Natural killer (NK) cells represent the founding members of innate lymphoid cells (ILC) and play critical roles in inflammation and the immune response. NK cell effector functions are regulated and fine-tuned by various immune modulators. Mannan (or mannose)-binding lectin (MBL), a soluble C-type lectin, is traditionally recognized as an initiator of the complement pathway. Recently, it is also considered as an immunomodulator by its interaction with kinds of immune cells. However, the effect of MBL on NK cell function remains unexplored. In this study, we found that human plasma MBL could interact directly with peripheral NK cells partially via its collagen-like region (CLR). This MBL binding markedly suppressed the interleukin-2- (IL-2-) induced inflammatory cytokine tumor necrosis factor-alpha (TNF-α) and interferon-gamma (IFN-γ) production but increased the IL-10 production in NK cells. In addition, the expression of activation surface markers such as CD25 and CD69 declined after MBL treatment.
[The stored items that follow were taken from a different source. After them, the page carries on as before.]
// SPDX-FileCopyrightText: Copyright (c) 2018-2025 slowtec GmbH <post@slowtec.de>
// SPDX-License-Identifier: MIT OR Apache-2.0

use super::*;
use alloc::vec::Vec;

/// Splits a passively captured RTU byte stream into frames and noise.
///
/// Bytes are fed in arbitrary chunks with [`Reassembler::ingest`]. Every call
/// extracts as many complete frames as possible; incomplete trailing bytes
/// stay buffered for the next call. Bytes that fit no known frame shape are
/// dropped one at a time into a [`NoiseRun`] that is emitted right before the
/// next valid frame.
///
/// Emitted events are independent of how the stream was chunked.
#[derive(Debug, Clone)]
pub struct Reassembler {
    buf: Vec<u8>,
    noise: Option<NoiseRun>,
    /// Stream offset of `buf[0]`.
    position: usize,
}

impl Default for Reassembler {
    fn default() -> Self {
        Self::new()
    }
}

/// What to do with the front of the buffer.
#[derive(Debug)]
enum Step {
    Frame { len: usize, frame: DecodedFrame },
    Noise,
    NeedMore,
}

/// Result of probing one frame shape.
#[derive(Debug)]
enum Attempt {
    Frame(usize, DecodedFrame),
    /// The buffer does not hold the whole shape yet.
    Insufficient,
    /// Wrong checksum or undecodable content.
    Mismatch,
}

impl Reassembler {
    #[must_use]
    pub fn new() -> Self {
        Self {
            buf: Vec::with_capacity(MAX_FRAME_LEN),
            noise: None,
            position: 0,
        }
    }

    /// Append `chunk` and collect all events it completes.
    ///
    /// An empty chunk signals an elapsed silence interval. It triggers another
    /// decoding attempt in which a complete response is accepted even though
    /// the longer request shape of the same function code is still incomplete.
    pub fn ingest(&mut self, chunk: &[u8]) -> Vec<Event> {
        let mut events = Vec::new();
        self.ingest_with(chunk, |event| events.push(event));
        events
    }

    /// Like [`Self::ingest`], but hands each event to `on_event` as soon as
    /// it is complete.
    pub fn ingest_with<F>(&mut self, chunk: &[u8], mut on_event: F)
    where
        F: FnMut(Event),
    {
        let silence = chunk.is_empty();
        self.buf.extend_from_slice(chunk);
        let mut consumed = 0;
        loop {
            match next_step(&self.buf[consumed..], silence) {
                Step::NeedMore => break,
                Step::Noise => {
                    let byte = self.buf[consumed];
                    self.push_noise(byte);
                    consumed += 1;
                }
                Step::Frame { len, frame } => {
                    if let Some(noise) = self.noise.take() {
                        #[cfg(feature = "log")]
                        log::debug!(
                            "Resynchronized after {} noise byte(s) at offset {}",
                            noise.bytes.len(),
                            noise.start
                        );
                        on_event(Event::Noise(noise));
                    }
                    let location = FrameLocation {
                        start: self.position,
                        size: len,
                    };
                    consumed += len;
                    self.position += len;
                    on_event(Event::Frame { location, frame });
                }
            }
        }
        self.buf.drain(..consumed);
    }

    fn push_noise(&mut self, byte: u8) {
        #[cfg(feature = "log")]
        log::trace!("Dropping noise byte 0x{byte:02X} at offset {}", self.position);
        match &mut self.noise {
            Some(noise) => noise.push(byte),
            None => self.noise = Some(NoiseRun::open(self.position, byte)),
        }
        self.position += 1;
    }

    /// Bytes received but not yet attributed to a frame or noise.
    #[must_use]
    pub fn pending(&self) -> &[u8] {
        &self.buf
    }

    /// Number of [pending](Self::pending) bytes.
    #[must_use]
    pub fn pending_len(&self) -> usize {
        self.buf.len()
    }

    /// The noise run that has not been closed by a valid frame yet.
    #[must_use]
    pub const fn open_noise(&self) -> Option<&NoiseRun> {
        self.noise.as_ref()
    }

    /// Stream offset of the first pending byte.
    ///
    /// This equals the number of bytes already attributed to frames or noise.
    #[must_use]
    pub const fn position(&self) -> usize {
        self.position
    }

    /// End of the stream: everything not yet attributed is noise.
    ///
    /// Closes the open noise run (extended by the pending bytes) and leaves
    /// the reassembler empty, ready for a new stream segment.
    pub fn finish(&mut self) -> Option<NoiseRun> {
        for byte in core::mem::take(&mut self.buf) {
            self.push_noise(byte);
        }
        self.noise.take()
    }
}

/// Decide how to consume the front of `buf`.
///
/// The request shape is probed first. While it is incomplete no decision is
/// made, so the outcome does not depend on how the stream was chunked. Only
/// after `silence` a complete response is accepted in that situation.
fn next_step(buf: &[u8], silence: bool) -> Step {
    if buf.len() < MIN_PROBE_LEN {
        return Step::NeedMore;
    }
    let fn_code = buf[1];

    if is_exception(fn_code) {
        return match attempt(buf, EXCEPTION_SHAPE, decode_exception) {
            Attempt::Frame(len, frame) => Step::Frame { len, frame },
            Attempt::Insufficient => Step::NeedMore,
            Attempt::Mismatch => Step::Noise,
        };
    }

    let Some(pair) = shapes(FunctionCode::new(fn_code)) else {
        return Step::Noise;
    };

    let response = pair.get(DecoderType::Response);
    match attempt(buf, pair.get(DecoderType::Request), decode_request) {
        Attempt::Frame(len, frame) => Step::Frame { len, frame },
        Attempt::Insufficient if !silence => Step::NeedMore,
        Attempt::Insufficient => match attempt(buf, response, decode_response) {
            Attempt::Frame(len, frame) => Step::Frame { len, frame },
            Attempt::Insufficient | Attempt::Mismatch => Step::NeedMore,
        },
        Attempt::Mismatch => match attempt(buf, response, decode_response) {
            Attempt::Frame(len, frame) => Step::Frame { len, frame },
            Attempt::Insufficient => Step::NeedMore,
            Attempt::Mismatch => Step::Noise,
        },
    }
}

fn attempt(
    buf: &[u8],
    shape: FrameShape,
    decode: fn(UnitId, &[u8]) -> Result<DecodedFrame>,
) -> Attempt {
    let Some(len) = shape.frame_len(buf) else {
        return Attempt::Insufficient;
    };
    let Some(raw_frame) = buf.get(..len) else {
        return Attempt::Insufficient;
    };
    verify_crc(raw_frame)
        .and_then(|adu_buf| decode(adu_buf[0], &adu_buf[1..]))
        .map_or_else(
            |_err| {
                #[cfg(feature = "log")]
                log::debug!("No {len} byte frame at buffer front: {_err}");
                Attempt::Mismatch
            },
            |frame| Attempt::Frame(len, frame),
        )
}

fn decode_request(unit_id: UnitId, pdu: &[u8]) -> Result<DecodedFrame> {
    let request = Request::try_from(pdu)?;
    Ok(DecodedFrame::Request { unit_id, request })
}

fn decode_response(unit_id: UnitId, pdu: &[u8]) -> Result<DecodedFrame> {
    let response = Response::try_from(pdu)?;
    Ok(DecodedFrame::Response { unit_id, response })
}

fn decode_exception(unit_id: UnitId, pdu: &[u8]) -> Result<DecodedFrame> {
    let exception = ExceptionResponse::try_from(pdu)?;
    Ok(DecodedFrame::Exception { unit_id, exception })
}
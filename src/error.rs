// SPDX-FileCopyrightText: Copyright (c) 2018-2025 slowtec GmbH <post@slowtec.de>
// SPDX-License-Identifier: MIT OR Apache-2.0

use core::fmt;

/// modbus-sniffer Error
#[derive(Debug, Clone, Copy, PartialEq, Eq)]
pub enum Error {
    /// Invalid coil value
    CoilValue(u16),
    /// Invalid buffer size
    BufferSize,
    /// Function code without a known frame shape
    FnCode(u8),
    /// Function code without the exception bit
    ExceptionFnCode(u8),
    /// Invalid exception code
    ExceptionCode(u8),
    /// Invalid CRC
    Crc(u16, u16),
    /// Byte count does not match the available payload
    ByteCount(u8),
}

impl fmt::Display for Error {
    fn fmt(&self, f: &mut fmt::Formatter) -> fmt::Result {
        use Error::*;

        match self {
            CoilValue(v) => write!(f, "Invalid coil value: 0x{v:0>4X}"),
            BufferSize => write!(f, "Invalid buffer size"),
            FnCode(fn_code) => write!(f, "Invalid function code: 0x{fn_code:0>2X}"),
            ExceptionFnCode(code) => write!(f, "Invalid exception function code: 0x{code:0>2X}"),
            ExceptionCode(code) => write!(f, "Invalid exception code: 0x{code:0>2X}"),
            Crc(expected, actual) => write!(
                f,
                "Invalid CRC: expected = 0x{expected:0>4X}, actual = 0x{actual:0>4X}"
            ),
            ByteCount(cnt) => write!(f, "Invalid byte count: {cnt}"),
        }
    }
}

impl core::error::Error for Error {}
Also, MBL impaired the proliferation and lymphokine-activated killing (LAK) of NK cells. Moreover, we demonstrated that MBL inhibited IL-2-induced signal transducers and activators of transcription 5 (STAT5) activation in NK cells. In conclusion, we have uncovered a far unknown regulatory role of MBL on NK cells, a new clue that could be important in the immunomodulatory networks of immune responses.